◆ Task statement:
Repeat exactly the lines from the line containing "let available_rooms = inventory::count_by_status(&mut" through the last line of the records below, inclusive, and nothing else.

◆ Records to use:
Start of Block

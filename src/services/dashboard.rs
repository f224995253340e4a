//! Read-only aggregation behind the dashboard stat cards.

use sqlx::SqliteConnection;

use crate::models::room::RoomStatus;
use crate::services::{inventory, ledger};

/// Counts shown at the top of the dashboard. Room counts come straight off
/// the rooms table while `active_guests` counts bookings, so the two can
/// disagree when room statuses are edited by hand.
#[derive(Debug, Clone, PartialEq, Eq)]
pub struct DashboardSummary {
    pub total_rooms: i64,
    pub occupied_rooms: i64,
    pub available_rooms: i64,
    /// Bookings currently `confirmed` or `checked_in`, not distinct guests:
    /// one guest with two open bookings counts twice.
    pub active_guests: i64,
}

pub async fn summarize(conn: &mut SqliteConnection) -> Result<DashboardSummary, sqlx::Error> {
    let total_rooms = inventory::count_rooms(&mut *conn).await?;
    let occupied_rooms = inventory::count_by_status(&mut *conn, RoomStatus::Occupied).await?;
    let available_rooms = inventory::count_by_status(&mut *conn, RoomStatus::Available).await?;
    let active_guests = ledger::count_active(conn).await?;

    Ok(DashboardSummary {
        total_rooms,
        occupied_rooms,
        available_rooms,
        active_guests,
    })
}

End of Block

◆ Response area:
    let available_rooms = inventory::count_by_status(&mut *conn, RoomStatus::Available).await?;
    let active_guests = ledger::count_active(conn).await?;

    Ok(DashboardSummary {
        total_rooms,
        occupied_rooms,
        available_rooms,
        active_guests,
    })
}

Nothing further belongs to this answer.